Determine the number of lines in the following entries that hold the word "provider". Give only that number.

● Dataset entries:
# # #
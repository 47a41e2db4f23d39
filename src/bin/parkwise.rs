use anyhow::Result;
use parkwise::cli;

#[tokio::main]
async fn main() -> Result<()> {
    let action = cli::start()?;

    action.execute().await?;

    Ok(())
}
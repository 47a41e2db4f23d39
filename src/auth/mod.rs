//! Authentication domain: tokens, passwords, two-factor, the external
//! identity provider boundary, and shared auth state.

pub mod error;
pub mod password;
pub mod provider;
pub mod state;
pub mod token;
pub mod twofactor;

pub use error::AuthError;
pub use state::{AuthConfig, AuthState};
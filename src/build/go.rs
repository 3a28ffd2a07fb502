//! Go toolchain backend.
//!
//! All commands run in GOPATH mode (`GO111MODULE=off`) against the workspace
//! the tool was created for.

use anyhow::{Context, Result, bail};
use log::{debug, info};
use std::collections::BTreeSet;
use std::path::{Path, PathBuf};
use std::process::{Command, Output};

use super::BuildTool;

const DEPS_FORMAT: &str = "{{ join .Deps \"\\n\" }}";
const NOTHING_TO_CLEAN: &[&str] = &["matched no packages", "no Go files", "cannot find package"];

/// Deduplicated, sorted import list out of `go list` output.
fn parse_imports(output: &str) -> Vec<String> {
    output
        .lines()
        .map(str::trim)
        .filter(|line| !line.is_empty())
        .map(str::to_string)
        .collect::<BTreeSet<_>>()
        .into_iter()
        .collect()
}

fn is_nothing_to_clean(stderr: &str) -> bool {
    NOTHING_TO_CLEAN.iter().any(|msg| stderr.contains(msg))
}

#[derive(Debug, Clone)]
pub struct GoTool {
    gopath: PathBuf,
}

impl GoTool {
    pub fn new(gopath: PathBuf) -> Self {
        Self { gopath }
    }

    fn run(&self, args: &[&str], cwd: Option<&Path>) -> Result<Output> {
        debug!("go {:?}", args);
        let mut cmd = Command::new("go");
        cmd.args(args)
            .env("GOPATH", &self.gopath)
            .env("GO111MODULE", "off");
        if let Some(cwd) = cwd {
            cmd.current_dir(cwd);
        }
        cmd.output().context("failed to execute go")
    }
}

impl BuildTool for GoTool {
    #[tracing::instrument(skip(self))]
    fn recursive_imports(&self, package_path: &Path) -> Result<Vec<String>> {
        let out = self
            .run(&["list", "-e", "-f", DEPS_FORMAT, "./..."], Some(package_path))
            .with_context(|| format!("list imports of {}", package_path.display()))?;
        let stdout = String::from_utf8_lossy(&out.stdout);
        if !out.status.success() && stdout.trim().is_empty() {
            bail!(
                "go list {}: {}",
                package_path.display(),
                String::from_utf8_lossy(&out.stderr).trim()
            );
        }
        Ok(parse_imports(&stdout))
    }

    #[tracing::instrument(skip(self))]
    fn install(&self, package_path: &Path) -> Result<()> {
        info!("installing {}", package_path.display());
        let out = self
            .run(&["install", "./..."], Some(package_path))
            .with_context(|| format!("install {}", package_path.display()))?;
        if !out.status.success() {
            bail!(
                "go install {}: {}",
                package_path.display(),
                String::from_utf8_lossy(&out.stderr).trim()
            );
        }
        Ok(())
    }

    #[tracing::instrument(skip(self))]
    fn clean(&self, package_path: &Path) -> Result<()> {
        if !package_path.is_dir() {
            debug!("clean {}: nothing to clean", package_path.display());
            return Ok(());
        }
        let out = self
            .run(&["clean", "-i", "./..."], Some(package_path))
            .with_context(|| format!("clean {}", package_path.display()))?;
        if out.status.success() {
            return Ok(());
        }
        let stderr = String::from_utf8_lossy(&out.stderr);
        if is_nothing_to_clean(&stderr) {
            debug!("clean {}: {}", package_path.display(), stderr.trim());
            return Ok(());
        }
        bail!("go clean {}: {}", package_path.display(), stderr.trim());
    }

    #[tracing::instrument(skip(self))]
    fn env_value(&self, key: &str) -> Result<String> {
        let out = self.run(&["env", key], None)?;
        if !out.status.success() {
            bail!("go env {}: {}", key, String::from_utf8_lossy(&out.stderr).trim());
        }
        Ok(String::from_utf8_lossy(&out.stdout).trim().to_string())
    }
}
# # #
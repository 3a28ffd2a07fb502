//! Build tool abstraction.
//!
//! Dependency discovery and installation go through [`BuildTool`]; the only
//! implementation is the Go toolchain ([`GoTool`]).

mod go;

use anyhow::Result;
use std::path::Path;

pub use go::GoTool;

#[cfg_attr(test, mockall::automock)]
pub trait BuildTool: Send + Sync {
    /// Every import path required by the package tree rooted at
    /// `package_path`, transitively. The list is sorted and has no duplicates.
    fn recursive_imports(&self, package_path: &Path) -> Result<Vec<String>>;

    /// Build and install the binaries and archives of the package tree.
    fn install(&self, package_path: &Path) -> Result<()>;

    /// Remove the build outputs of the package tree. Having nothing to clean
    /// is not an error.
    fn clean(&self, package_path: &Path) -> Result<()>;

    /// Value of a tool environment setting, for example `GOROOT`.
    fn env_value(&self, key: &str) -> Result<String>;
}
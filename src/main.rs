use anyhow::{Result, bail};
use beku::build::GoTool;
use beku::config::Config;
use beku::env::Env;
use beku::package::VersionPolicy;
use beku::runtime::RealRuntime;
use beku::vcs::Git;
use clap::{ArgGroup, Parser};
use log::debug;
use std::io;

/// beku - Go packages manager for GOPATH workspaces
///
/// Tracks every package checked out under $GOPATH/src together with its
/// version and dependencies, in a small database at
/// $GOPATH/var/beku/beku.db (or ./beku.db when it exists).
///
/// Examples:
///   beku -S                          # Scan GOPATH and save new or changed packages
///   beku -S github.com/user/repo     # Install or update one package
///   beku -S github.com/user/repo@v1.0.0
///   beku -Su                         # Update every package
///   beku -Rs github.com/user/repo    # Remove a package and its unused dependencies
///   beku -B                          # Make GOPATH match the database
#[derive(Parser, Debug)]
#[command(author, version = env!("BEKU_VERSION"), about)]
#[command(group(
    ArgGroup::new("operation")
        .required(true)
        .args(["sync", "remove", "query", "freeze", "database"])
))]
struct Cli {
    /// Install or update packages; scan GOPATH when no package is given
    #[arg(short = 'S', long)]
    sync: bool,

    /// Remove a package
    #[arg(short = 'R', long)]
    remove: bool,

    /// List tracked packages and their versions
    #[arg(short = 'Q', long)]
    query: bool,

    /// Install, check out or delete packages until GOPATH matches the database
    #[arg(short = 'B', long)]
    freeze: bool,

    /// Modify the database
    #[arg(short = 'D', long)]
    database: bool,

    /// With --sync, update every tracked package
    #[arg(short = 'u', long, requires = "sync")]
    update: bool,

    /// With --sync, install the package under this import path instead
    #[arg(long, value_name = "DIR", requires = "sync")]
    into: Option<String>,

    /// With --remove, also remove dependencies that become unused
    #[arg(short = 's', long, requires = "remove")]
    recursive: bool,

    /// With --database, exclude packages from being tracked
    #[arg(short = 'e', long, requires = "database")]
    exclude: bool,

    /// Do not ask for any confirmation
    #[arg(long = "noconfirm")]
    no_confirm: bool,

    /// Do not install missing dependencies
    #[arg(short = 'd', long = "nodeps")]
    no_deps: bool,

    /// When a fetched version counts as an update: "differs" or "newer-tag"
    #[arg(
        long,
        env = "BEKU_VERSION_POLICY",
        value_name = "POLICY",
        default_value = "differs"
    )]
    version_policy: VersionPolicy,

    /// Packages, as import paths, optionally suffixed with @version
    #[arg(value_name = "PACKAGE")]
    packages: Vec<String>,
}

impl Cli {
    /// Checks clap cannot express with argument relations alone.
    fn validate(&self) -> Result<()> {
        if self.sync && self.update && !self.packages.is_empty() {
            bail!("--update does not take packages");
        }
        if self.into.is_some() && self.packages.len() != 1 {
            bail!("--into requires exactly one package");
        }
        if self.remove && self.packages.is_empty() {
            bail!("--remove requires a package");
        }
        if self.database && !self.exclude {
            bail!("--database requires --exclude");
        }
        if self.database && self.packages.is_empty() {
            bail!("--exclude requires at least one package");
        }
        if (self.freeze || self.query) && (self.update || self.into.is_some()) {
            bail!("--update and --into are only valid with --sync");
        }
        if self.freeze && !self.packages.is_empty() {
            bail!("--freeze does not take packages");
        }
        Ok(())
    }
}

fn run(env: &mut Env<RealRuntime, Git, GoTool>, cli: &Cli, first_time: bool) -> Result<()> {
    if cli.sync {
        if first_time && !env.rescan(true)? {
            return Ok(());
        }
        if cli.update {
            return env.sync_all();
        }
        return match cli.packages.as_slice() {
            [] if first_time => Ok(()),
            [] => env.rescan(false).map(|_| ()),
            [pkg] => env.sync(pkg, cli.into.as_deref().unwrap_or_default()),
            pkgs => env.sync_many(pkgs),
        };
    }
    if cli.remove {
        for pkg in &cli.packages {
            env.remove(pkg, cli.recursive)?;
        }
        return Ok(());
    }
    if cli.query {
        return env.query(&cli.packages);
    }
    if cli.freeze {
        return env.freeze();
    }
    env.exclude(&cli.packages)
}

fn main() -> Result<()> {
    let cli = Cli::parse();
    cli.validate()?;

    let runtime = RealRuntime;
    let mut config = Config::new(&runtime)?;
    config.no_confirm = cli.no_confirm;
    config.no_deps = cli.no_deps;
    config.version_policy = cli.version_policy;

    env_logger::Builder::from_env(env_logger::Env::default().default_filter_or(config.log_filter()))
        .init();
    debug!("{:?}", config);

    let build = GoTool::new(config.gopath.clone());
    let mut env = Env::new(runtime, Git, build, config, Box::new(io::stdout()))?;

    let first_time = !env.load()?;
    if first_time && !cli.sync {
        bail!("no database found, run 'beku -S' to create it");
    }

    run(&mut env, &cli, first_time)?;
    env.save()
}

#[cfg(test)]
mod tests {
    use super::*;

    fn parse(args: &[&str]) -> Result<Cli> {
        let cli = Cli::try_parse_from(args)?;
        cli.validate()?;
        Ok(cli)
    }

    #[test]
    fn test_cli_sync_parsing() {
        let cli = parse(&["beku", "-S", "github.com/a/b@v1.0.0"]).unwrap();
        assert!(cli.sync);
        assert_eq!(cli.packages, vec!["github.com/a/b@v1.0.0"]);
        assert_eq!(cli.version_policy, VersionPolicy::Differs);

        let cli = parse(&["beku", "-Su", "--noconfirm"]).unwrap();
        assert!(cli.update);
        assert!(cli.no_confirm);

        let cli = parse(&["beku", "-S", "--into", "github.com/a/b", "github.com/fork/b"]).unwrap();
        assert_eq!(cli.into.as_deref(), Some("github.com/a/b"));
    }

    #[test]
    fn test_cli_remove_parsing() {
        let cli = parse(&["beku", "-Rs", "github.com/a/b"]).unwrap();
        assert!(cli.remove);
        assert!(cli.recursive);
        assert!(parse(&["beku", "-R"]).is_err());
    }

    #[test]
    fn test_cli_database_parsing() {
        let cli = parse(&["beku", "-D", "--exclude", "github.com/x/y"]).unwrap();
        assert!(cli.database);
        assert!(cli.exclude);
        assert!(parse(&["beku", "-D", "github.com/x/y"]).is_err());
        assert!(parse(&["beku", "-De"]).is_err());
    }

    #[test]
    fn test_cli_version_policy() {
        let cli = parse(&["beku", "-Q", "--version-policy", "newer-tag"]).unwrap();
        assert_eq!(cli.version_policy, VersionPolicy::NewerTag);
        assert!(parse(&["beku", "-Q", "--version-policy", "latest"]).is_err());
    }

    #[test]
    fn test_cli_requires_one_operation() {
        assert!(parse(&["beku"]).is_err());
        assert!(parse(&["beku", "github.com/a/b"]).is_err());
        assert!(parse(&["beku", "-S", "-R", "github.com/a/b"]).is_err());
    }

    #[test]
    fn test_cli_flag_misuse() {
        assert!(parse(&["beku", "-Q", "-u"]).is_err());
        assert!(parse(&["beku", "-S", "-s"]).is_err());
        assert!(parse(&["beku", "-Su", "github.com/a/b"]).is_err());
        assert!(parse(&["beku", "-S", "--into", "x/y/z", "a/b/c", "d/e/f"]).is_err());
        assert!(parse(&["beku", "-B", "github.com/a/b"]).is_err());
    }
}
# # #
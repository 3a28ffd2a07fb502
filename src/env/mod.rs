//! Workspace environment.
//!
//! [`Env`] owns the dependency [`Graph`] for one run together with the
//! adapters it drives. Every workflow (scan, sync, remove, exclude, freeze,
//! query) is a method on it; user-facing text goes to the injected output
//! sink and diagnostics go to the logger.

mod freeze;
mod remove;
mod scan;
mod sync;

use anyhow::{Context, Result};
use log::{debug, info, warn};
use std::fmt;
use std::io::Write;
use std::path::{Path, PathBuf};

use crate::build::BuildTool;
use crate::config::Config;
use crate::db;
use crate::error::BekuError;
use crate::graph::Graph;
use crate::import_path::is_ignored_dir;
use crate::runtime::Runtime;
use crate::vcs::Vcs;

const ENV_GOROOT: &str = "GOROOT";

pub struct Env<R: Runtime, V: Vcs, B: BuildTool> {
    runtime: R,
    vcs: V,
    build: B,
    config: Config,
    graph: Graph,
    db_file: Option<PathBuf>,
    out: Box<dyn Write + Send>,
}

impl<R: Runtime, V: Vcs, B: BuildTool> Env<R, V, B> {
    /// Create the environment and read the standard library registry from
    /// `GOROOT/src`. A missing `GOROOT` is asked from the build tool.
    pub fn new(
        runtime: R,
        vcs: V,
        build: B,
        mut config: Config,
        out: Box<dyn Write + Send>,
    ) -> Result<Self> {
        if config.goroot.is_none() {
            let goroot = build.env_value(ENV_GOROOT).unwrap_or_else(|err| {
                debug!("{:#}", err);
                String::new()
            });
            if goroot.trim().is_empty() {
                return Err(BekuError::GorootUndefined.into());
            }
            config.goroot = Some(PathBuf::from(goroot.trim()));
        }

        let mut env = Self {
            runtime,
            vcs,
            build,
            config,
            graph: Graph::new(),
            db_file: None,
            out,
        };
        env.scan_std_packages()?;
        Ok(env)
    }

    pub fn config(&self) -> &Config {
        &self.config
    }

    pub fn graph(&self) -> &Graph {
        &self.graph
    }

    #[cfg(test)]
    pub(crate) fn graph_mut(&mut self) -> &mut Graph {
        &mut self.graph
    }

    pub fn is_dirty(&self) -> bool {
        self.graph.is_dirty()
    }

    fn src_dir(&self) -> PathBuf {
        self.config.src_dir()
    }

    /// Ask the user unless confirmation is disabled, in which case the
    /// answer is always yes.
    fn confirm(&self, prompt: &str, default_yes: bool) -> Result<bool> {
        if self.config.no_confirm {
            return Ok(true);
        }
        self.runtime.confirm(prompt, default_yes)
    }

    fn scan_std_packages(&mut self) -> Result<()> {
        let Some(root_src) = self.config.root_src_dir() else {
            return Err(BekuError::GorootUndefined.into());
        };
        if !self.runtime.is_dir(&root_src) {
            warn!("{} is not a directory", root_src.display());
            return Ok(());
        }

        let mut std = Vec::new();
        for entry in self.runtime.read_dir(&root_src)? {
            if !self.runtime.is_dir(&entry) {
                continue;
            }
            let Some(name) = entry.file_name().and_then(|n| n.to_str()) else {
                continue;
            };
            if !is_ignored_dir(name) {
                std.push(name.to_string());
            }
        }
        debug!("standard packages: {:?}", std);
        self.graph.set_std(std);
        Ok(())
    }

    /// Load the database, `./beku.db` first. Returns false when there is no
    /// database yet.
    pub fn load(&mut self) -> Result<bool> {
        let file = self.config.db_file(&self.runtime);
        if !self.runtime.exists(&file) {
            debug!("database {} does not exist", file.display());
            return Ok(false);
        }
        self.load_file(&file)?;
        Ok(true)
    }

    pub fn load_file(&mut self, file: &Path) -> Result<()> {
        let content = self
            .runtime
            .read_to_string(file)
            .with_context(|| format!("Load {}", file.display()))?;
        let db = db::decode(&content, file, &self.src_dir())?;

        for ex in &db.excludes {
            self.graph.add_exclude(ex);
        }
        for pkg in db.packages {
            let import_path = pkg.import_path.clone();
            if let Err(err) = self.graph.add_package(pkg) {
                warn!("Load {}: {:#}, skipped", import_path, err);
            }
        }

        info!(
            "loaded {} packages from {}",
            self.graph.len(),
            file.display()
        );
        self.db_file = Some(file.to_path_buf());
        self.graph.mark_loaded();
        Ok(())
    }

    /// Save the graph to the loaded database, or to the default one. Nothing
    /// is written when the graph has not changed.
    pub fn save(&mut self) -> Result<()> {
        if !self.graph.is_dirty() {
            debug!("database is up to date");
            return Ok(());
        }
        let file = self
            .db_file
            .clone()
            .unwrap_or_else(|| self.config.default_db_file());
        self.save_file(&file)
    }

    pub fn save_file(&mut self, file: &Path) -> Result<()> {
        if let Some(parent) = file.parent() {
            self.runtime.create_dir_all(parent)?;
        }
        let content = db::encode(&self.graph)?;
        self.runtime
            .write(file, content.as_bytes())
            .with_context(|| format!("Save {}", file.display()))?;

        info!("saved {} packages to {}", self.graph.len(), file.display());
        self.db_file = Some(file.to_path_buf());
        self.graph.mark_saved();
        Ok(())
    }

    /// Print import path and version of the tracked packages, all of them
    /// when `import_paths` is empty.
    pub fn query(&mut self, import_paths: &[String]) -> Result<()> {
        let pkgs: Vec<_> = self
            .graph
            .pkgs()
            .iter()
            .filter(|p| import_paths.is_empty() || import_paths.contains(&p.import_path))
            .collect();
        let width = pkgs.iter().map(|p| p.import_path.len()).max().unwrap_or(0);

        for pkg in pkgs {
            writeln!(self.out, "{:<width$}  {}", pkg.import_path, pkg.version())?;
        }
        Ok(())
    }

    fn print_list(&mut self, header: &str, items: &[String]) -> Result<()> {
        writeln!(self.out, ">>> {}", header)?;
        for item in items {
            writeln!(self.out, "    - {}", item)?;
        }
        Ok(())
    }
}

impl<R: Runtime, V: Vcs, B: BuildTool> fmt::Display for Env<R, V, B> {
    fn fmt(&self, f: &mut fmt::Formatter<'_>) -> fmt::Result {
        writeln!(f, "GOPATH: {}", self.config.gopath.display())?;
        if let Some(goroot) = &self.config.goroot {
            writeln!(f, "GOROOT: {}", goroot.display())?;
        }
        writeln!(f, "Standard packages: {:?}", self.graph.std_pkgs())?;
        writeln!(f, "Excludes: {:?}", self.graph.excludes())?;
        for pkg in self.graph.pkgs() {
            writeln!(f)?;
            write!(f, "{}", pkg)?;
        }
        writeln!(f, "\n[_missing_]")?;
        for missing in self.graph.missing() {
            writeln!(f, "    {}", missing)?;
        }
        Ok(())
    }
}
# # #
● Reply to the exercise:
2